Only lines containing the word "ProductNotFound" are needed; pull them out of the material.
>>>
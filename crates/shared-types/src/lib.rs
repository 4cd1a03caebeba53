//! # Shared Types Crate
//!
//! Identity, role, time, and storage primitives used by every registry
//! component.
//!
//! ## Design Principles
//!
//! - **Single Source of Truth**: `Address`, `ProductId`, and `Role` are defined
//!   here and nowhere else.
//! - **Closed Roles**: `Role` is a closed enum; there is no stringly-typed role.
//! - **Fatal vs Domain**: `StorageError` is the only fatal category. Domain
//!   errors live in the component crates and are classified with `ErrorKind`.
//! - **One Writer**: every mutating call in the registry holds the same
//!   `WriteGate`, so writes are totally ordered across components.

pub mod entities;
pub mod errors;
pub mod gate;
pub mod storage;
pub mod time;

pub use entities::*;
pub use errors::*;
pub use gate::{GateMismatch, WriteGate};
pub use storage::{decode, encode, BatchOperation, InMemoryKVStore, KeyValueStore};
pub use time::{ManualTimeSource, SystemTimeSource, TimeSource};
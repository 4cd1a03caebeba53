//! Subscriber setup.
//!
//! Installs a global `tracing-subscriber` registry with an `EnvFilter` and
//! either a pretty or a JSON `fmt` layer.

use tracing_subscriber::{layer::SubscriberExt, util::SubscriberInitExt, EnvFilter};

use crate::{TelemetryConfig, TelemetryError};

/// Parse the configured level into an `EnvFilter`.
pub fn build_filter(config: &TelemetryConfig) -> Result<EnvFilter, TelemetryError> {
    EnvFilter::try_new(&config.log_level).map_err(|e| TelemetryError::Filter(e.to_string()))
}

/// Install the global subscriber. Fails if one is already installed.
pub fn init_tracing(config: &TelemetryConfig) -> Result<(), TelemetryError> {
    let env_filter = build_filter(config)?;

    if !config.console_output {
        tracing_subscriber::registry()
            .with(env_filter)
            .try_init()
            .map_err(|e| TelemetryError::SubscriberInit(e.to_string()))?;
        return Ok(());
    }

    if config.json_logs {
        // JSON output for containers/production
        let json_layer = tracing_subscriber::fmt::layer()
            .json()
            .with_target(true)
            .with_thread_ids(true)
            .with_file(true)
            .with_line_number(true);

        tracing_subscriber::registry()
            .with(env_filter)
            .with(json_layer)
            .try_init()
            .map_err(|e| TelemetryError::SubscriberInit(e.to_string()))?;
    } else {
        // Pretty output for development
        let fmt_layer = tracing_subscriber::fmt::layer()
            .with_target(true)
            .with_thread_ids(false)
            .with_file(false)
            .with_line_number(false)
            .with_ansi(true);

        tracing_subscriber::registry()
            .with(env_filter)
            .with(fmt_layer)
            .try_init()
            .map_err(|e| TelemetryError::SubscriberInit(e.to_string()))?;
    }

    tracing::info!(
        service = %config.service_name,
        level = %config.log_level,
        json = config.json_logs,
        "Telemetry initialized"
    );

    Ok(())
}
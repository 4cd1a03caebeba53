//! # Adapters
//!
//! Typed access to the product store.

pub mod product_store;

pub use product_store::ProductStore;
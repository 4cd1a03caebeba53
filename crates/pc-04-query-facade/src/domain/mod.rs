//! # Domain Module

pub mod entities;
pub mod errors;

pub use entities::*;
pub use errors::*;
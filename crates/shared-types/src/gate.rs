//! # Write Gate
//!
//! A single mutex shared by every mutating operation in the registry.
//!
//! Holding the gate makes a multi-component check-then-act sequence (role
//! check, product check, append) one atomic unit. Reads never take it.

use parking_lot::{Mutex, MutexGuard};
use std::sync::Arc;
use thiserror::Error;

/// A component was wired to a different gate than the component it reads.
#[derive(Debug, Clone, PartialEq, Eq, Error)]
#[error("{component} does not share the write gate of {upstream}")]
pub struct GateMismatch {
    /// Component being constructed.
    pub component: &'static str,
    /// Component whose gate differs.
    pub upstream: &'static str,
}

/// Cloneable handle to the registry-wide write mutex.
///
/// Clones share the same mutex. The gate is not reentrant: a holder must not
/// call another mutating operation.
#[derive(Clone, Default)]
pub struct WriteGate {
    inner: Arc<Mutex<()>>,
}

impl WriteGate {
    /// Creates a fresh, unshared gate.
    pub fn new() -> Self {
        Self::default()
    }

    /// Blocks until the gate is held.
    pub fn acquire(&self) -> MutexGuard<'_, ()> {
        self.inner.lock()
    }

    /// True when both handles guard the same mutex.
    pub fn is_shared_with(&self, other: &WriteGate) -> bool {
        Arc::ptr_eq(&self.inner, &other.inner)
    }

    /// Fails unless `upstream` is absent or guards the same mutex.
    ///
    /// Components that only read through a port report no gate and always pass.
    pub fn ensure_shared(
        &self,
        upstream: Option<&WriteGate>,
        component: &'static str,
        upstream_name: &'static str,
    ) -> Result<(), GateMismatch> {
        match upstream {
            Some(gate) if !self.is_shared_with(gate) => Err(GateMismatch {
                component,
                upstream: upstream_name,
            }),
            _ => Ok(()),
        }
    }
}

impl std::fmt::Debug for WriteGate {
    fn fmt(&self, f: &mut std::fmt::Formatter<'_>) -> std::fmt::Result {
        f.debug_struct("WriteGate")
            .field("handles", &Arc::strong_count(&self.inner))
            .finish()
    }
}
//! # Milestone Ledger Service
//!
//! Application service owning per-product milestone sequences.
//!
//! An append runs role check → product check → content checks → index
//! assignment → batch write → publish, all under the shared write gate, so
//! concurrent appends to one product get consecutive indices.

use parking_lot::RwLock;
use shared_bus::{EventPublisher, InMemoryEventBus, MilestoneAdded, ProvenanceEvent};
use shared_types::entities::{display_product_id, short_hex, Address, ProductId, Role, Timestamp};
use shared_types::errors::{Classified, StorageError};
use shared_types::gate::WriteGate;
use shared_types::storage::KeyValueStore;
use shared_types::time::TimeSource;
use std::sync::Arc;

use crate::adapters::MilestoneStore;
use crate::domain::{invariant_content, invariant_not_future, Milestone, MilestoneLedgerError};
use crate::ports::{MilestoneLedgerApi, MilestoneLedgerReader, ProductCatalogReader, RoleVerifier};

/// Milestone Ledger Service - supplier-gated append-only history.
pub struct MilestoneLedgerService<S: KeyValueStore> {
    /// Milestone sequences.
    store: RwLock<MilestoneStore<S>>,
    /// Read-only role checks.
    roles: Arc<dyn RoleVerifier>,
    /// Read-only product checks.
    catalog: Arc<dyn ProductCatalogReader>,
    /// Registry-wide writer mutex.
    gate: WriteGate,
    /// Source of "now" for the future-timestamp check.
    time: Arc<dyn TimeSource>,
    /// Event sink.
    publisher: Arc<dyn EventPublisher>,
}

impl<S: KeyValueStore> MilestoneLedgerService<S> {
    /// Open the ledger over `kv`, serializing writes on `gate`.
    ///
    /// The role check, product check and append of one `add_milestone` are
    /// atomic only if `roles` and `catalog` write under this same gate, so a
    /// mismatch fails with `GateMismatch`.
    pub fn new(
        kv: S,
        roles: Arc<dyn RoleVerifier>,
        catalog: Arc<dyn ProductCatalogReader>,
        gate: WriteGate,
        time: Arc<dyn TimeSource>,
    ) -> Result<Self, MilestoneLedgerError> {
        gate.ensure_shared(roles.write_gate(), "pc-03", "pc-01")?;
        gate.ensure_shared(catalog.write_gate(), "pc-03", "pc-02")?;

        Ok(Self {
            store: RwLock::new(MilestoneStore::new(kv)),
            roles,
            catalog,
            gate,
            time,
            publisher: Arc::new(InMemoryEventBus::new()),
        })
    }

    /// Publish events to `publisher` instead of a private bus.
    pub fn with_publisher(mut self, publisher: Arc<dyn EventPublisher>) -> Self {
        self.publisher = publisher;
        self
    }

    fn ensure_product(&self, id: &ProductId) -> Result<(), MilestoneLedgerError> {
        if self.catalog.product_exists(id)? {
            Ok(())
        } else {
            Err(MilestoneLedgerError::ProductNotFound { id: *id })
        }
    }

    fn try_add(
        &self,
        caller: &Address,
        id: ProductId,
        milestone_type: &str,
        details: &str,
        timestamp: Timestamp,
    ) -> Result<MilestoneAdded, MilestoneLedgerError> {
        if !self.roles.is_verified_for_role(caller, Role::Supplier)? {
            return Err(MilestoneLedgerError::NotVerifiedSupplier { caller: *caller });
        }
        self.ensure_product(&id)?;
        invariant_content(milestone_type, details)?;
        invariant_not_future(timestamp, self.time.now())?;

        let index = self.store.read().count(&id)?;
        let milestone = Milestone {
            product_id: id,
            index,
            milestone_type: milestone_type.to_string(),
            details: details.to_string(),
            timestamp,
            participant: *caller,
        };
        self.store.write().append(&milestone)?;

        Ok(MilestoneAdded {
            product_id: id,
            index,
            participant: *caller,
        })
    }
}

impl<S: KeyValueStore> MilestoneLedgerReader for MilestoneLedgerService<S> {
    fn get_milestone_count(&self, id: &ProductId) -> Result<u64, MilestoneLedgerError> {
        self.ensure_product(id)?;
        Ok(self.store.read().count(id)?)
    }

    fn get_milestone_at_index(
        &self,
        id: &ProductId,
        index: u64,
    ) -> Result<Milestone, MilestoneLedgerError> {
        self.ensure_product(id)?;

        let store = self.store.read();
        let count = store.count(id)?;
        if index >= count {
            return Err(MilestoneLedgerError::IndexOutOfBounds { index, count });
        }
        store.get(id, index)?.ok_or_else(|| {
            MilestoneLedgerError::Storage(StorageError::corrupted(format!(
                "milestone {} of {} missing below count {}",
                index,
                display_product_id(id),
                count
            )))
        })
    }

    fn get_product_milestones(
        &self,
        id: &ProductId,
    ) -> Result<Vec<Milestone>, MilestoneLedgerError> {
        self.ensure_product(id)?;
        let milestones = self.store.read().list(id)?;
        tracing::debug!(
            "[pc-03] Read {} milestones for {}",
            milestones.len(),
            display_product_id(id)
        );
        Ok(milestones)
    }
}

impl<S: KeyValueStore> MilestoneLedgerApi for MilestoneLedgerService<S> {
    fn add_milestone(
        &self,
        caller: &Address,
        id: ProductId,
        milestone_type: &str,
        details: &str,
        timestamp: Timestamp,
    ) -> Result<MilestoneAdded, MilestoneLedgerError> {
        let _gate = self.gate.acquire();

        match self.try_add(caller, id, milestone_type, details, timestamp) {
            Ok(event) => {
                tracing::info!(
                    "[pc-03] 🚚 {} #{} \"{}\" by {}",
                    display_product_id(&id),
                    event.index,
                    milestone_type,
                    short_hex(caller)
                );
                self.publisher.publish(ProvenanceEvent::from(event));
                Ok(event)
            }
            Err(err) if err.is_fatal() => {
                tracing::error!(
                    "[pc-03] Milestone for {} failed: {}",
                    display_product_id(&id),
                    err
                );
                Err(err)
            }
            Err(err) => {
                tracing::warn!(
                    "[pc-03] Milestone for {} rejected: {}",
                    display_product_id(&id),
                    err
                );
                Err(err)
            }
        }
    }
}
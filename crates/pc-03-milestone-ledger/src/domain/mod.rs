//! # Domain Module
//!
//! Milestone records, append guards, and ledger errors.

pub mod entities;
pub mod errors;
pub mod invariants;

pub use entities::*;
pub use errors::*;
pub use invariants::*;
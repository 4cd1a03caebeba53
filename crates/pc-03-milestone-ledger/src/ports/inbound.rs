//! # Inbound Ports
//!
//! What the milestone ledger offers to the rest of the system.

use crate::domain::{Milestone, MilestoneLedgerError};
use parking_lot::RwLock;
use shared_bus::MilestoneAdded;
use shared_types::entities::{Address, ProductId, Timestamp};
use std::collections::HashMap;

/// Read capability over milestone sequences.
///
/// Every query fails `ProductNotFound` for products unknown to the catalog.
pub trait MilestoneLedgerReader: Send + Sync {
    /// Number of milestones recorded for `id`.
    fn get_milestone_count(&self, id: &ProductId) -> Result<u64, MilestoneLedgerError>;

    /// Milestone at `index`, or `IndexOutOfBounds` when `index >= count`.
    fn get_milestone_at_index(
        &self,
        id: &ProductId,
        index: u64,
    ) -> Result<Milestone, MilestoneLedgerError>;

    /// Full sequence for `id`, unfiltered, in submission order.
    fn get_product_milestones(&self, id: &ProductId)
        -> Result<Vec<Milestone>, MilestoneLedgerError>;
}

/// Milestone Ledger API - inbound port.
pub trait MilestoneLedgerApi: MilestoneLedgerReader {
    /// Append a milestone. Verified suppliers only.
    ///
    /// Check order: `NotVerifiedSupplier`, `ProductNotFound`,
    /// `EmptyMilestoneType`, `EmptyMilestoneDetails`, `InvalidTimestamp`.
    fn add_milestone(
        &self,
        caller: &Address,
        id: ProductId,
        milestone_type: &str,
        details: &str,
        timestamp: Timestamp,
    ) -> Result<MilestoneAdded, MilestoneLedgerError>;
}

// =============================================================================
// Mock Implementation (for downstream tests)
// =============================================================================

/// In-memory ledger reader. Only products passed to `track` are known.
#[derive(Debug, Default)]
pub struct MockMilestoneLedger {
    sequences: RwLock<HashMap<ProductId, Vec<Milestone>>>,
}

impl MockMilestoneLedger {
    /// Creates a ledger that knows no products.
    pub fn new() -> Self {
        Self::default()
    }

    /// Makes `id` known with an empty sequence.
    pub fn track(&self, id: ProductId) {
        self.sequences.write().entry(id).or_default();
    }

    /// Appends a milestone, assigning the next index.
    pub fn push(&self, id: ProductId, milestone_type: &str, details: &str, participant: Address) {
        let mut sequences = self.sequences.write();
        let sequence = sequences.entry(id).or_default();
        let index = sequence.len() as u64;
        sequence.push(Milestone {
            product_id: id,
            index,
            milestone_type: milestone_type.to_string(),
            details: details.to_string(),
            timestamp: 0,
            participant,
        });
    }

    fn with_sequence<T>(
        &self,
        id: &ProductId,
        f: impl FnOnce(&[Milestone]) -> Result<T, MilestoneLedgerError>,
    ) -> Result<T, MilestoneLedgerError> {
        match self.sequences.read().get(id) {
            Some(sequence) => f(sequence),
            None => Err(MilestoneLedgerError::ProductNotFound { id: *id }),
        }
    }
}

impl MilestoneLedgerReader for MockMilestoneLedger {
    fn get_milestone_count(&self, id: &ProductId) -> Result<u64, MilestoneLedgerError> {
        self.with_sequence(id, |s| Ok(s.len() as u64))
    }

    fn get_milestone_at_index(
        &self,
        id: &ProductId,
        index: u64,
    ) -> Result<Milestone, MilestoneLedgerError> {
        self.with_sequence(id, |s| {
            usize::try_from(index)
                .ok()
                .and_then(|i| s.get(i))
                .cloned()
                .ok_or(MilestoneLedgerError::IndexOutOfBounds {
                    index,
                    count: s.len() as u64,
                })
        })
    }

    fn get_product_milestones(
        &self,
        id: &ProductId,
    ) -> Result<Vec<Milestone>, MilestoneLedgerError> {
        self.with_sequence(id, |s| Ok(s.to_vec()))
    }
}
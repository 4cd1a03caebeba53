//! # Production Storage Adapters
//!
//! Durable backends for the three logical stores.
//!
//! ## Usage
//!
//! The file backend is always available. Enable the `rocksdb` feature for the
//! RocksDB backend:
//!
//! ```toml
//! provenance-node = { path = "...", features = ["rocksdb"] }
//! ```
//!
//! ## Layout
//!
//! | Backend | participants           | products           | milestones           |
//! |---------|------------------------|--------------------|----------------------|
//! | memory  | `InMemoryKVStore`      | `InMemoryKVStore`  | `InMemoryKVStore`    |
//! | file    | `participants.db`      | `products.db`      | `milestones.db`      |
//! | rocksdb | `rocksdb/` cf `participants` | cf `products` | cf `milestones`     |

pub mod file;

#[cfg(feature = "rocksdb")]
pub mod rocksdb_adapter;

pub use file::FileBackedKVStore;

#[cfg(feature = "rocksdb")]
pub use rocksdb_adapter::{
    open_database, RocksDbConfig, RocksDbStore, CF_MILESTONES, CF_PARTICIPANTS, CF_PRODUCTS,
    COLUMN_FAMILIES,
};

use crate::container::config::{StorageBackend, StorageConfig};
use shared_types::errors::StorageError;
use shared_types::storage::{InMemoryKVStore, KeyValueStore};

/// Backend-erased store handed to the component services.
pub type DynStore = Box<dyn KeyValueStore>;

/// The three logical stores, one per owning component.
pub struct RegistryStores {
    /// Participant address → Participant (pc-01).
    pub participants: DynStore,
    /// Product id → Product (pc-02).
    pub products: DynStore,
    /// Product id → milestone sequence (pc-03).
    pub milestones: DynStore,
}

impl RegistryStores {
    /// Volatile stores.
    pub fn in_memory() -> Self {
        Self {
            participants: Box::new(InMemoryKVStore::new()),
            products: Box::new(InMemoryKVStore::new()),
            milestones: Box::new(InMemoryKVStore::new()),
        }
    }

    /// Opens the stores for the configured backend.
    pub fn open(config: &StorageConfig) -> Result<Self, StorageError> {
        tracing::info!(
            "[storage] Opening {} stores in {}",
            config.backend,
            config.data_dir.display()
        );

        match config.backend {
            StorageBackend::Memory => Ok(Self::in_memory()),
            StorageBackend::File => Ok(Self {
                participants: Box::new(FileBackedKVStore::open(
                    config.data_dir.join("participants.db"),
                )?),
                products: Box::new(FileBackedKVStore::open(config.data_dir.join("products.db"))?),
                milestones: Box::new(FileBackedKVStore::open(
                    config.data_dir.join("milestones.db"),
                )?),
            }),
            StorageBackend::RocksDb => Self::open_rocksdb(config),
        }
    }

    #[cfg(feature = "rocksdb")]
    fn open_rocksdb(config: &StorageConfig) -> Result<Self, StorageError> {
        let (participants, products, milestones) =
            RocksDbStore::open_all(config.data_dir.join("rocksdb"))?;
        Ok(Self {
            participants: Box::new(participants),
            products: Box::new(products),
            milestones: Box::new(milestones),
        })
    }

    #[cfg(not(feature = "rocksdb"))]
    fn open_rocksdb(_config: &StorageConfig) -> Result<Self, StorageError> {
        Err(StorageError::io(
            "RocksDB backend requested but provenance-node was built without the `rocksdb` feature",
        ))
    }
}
<<<
### Answer to the problem
            Err(MilestoneLedgerError::ProductNotFound { id: *id })
/// Every query fails `ProductNotFound` for products unknown to the catalog.
    /// Check order: `NotVerifiedSupplier`, `ProductNotFound`,
            None => Err(MilestoneLedgerError::ProductNotFound { id: *id }),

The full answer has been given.